- Opening Delimiter -

/// Failure kinds a provider can hit while serving one transcription call.
///
/// None of these escape `transcribe`; they are folded into
/// [`TranscriptionResult::Error`](super::TranscriptionResult::Error).
#[derive(Debug, thiserror::Error)]
pub enum TranscriptionError {
    #[error("Timeout for yandex speech kit API")]
    Connectivity(#[source] Option<reqwest::Error>),

    /// The request could not be assembled, e.g. a key that is not a valid header value
    #[error("Failed to build yandex speech kit API request: {0}")]
    InvalidRequest(#[source] reqwest::Error),

    #[error("[{status}] {code} {message}")]
    Rejected {
        status: u16,
        code: String,
        message: String,
    },

    #[error("Malformed response from yandex speech kit API (status {status}): {detail}")]
    MalformedResponse { status: u16, detail: String },

    #[error("Audio stream exceeds the maximum buffered size of {limit} bytes")]
    PayloadTooLarge { limit: usize },
}

pub type Result<T> = std::result::Result<T, TranscriptionError>;

#[cfg(test)]
mod tests {
    use super::*;

    #[test]
    fn rejected_message_embeds_status_code_and_text() {
        let err = TranscriptionError::Rejected {
            status: 401,
            code: "UNAUTHORIZED".into(),
            message: "bad key".into(),
        };
        assert_eq!(err.to_string(), "[401] UNAUTHORIZED bad key");
    }

    #[test]
    fn connectivity_message_is_fixed() {
        assert_eq!(
            TranscriptionError::Connectivity(None).to_string(),
            "Timeout for yandex speech kit API"
        );
    }
}
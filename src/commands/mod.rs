//! Application command handlers for yastt.
//!
//! # Commands
//! - `transcribe`: Send an audio file to the configured provider
//! - `capabilities`: Show what the configured provider accepts
//! - `config`: Open configuration file in user's preferred editor
//! - `logs`: Display recent log entries

pub mod capabilities;
pub mod config;
pub mod logs;
pub mod transcribe;

pub use capabilities::handle_capabilities;
pub use config::handle_config;
pub use logs::handle_logs;
pub use transcribe::handle_transcribe;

- Closing Delimiter -

Work instruction
For the lines above, output exactly those from the line containing "let err = TranscriptionError::Rejected" through the line containing "pub use capabilities::handle_capabilities;", and skip the others.

Solution
        let err = TranscriptionError::Rejected {
            status: 401,
            code: "UNAUTHORIZED".into(),
            message: "bad key".into(),
        };
        assert_eq!(err.to_string(), "[401] UNAUTHORIZED bad key");
    }

    #[test]
    fn connectivity_message_is_fixed() {
        assert_eq!(
            TranscriptionError::Connectivity(None).to_string(),
            "Timeout for yandex speech kit API"
        );
    }
}
filename src/commands/mod.rs
//! Application command handlers for yastt.
//!
//! # Commands
//! - `transcribe`: Send an audio file to the configured provider
//! - `capabilities`: Show what the configured provider accepts
//! - `config`: Open configuration file in user's preferred editor
//! - `logs`: Display recent log entries

pub mod capabilities;
pub mod config;
pub mod logs;
pub mod transcribe;

pub use capabilities::handle_capabilities;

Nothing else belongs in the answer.